Chromone

Structural formula
General
Surname	Chromone
other names	1,4 benzopyrone; 1-benzopyran-4-one; 4-chromone; 4 H -1-benzopyran-4-one; 4 H -benzo ( b ) pyran-4-one; 4 H -chromen-4-one; Benzo-γ-pyrone; Chromene-4-one ( IUPAC );
Molecular formula	C 9 H 6 O 2
Brief description	white to yellow powder
External identifiers / databases
EC number	207-737-9
ECHA InfoCard	100.007.035
PubChem	10286
ChemSpider	9866
Wikidata	Q420156
properties
Molar mass	146.14 g mol −1
Physical state	firmly
density	1.29 g cm −3
Melting point	55-60 ° C
safety instructions
GHS labeling of hazardous substances	no GHS pictograms
	no GHS pictograms
H and P phrases	H: no H-phrases
	P: no P-phrases
Toxicological data	91 mg kg −1 ( LD 50 , mouse , ip )
	As far as possible and customary, SI units are used. Unless otherwise noted, the data given apply to standard conditions .

Chromone is a chemical compound belonging to the benzopyron group in which a benzene ring ( aromatic ) is theoretically condensed with 4-pyrone (an oxygen-containing heterocycle ) (hence also benzo-γ-pyrone ).

It is a derivative of 4 H -chromene (4-benzopyran), which has a keto group in position 4 instead of two hydrogen atoms .

Isomerism

Chromone is constitutional isomer with coumarin .

Derivatives

Derivatives of chromone (group of substances: chromones ) are usually made from phenols and β-keto acid esters by heating with phosphorus pentoxide .

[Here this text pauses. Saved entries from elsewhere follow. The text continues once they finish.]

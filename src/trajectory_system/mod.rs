pub mod aerodynamics;
pub mod kinematics;
use crate::constants::{FRAME_RATE, FUEL_BURNOUT_THRESHOLD, MASS_EPSILON};

#[derive(Debug, Clone)]
pub struct PropulsionSystem {
    pub thrust: f64,
    pub fuel_mass: f64,
    pub fuel_burn_rate: f64,
    pub dry_mass: f64,
}

impl PropulsionSystem {
    pub fn new(thrust: f64, fuel_mass: f64, burn_rate: f64, dry_mass: f64) -> Self {
        PropulsionSystem {
            thrust,
            fuel_mass,
            fuel_burn_rate: burn_rate,
            dry_mass,
        }
    }

    /// Burns one tick worth of fuel and returns the thrust produced this tick.
    ///
    /// Consumption is `fuel_burn_rate / FRAME_RATE` per call regardless of how
    /// much wall time the tick covered.
    pub fn burn(&mut self) -> f64 {
        if self.is_out_of_fuel() {
            return 0.0;
        }

        self.fuel_mass -= self.fuel_burn_rate / FRAME_RATE;
        if self.fuel_mass <= FUEL_BURNOUT_THRESHOLD {
            self.fuel_mass = 0.0;
            log::info!("Engine burnout");
        }

        self.thrust
    }

    /// Dry mass plus any remaining fuel, never below `MASS_EPSILON`.
    pub fn get_total_mass(&self) -> f64 {
        let mass = if self.fuel_mass > 0.0 {
            self.dry_mass + self.fuel_mass
        } else {
            self.dry_mass
        };
        mass.max(MASS_EPSILON)
    }

    pub fn is_out_of_fuel(&self) -> bool {
        self.fuel_mass <= 0.0
    }
}

#[cfg(test)]
mod tests {
    use super::*;
    use approx::assert_relative_eq;

    #[test]
    fn test_new_propulsion_system() {
        let ps = PropulsionSystem::new(10.0, 1000.0, 60.0, 500.0);
        assert_eq!(ps.thrust, 10.0);
        assert_eq!(ps.fuel_mass, 1000.0);
        assert_eq!(ps.fuel_burn_rate, 60.0);
        assert_eq!(ps.dry_mass, 500.0);
    }

    #[test]
    fn test_burn_is_fixed_per_tick() {
        let mut ps = PropulsionSystem::new(10.0, 1000.0, 60.0, 500.0);
        let thrust = ps.burn();
        assert_eq!(thrust, 10.0);
        assert_relative_eq!(ps.fuel_mass, 999.0, epsilon = 1e-12);
    }

    #[test]
    fn test_burn_floors_at_zero() {
        let mut ps = PropulsionSystem::new(10.0, 0.5, 600.0, 500.0);
        assert_eq!(ps.burn(), 10.0);
        assert_eq!(ps.fuel_mass, 0.0);
        assert_eq!(ps.burn(), 0.0);
        assert_eq!(ps.fuel_mass, 0.0);
    }

    #[test]
    fn test_even_burns_empty_the_tank() {
        let mut ps = PropulsionSystem::new(1.0, 1.0, 1.0, 1.0);
        for _ in 0..60 {
            ps.burn();
        }
        assert_eq!(ps.fuel_mass, 0.0);
        assert!(ps.is_out_of_fuel());
    }

    #[test]
    fn test_get_total_mass() {
        let mut ps = PropulsionSystem::new(1.0, 2.0, 60.0, 3.0);
        assert_eq!(ps.get_total_mass(), 5.0);
        ps.fuel_mass = 0.0;
        assert_eq!(ps.get_total_mass(), 3.0);
        ps.fuel_mass = -1.0;
        assert_eq!(ps.get_total_mass(), 3.0);
    }

    #[test]
    fn test_total_mass_is_clamped() {
        let ps = PropulsionSystem::new(1.0, 0.0, 1.0, 0.0);
        assert_eq!(ps.get_total_mass(), MASS_EPSILON);
    }
}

The derivatives occurring in nature, for example in diamonds, include the flavones and isoflavones (yellow plant pigments ) as well as khellinin ( glycoside active in the heart ) and the related, highly toxic kellin .

Artificially produced chromones are the antiallergic drugs cromoglicic acid and nedocromil (in pharmacology : cromone ).

Individual evidence

↑ SCBT: Chromones

^ Carl L. Yaws: Thermophysical properties of chemicals and hydrocarbons. Andrew, Norwich NY 2008, ISBN 978-0-8155-1596-8 , p. 242.

↑ ^a ^b ^c ^d Datasheet Chromon at Sigma-Aldrich , accessed on September 19, 2011 ( PDF ).

↑ Otto-Albrecht Neumüller (Ed.): Römpps Chemie-Lexikon. Volume 1: A-Cl. 8th revised and expanded edition. Franckh'sche Verlagshandlung, Stuttgart 1979, ISBN 3-440-04511-0 , p. 744.

↑ Alexander I. Gray: Structural diversity and distribution of coumarines and chromones in the Rutales. In: Peter G. Waterman, Michael F. Grundon (Eds.): Chemistry and chemical taxonomy of the Rutales. London / New York 1983 (= Annu. Proc. Phytochem. Soc. Eur. Volume 22), pp. 97-146.

↑ Lung Information Service : Cromone ( Memento of the original from December 22, 2015 in the Internet Archive ) Info: The archive link was inserted automatically and has not yet been checked. Please check the original and archive link according to the instructions and then remove this notice. , accessed December 15, 2015. @1@ 2

literature

H. Beyer, W. Walter: Textbook of organic chemistry. 20th edition. Hirzel, Stuttgart 1984, pp. 743-744.
R. Ebermann, I. Elmadfa: Textbook Food Chemistry and Nutrition 2nd Edition, Springer Vienna New York, 2001, ISBN 978-3-7091-0210-7 , pp. 206-214.

[1] SCBT: Chromones

[Quellname-2] Carl L. Yaws: Thermophysical properties of chemicals and hydrocarbons. Andrew, Norwich NY 2008, ISBN 978-0-8155-1596-8 , p. 242.

[Sigma-3] Datasheet Chromon at Sigma-Aldrich , accessed on September 19, 2011 ( PDF ).

[Römpp-4] Otto-Albrecht Neumüller (Ed.): Römpps Chemie-Lexikon. Volume 1: A-Cl. 8th revised and expanded edition. Franckh'sche Verlagshandlung, Stuttgart 1979, ISBN 3-440-04511-0 , p. 744.

[5] Alexander I. Gray: Structural diversity and distribution of coumarines and chromones in the Rutales. In: Peter G. Waterman, Michael F. Grundon (Eds.): Chemistry and chemical taxonomy of the Rutales. London / New York 1983 (= Annu. Proc. Phytochem. Soc. Eur. Volume 22), pp. 97-146.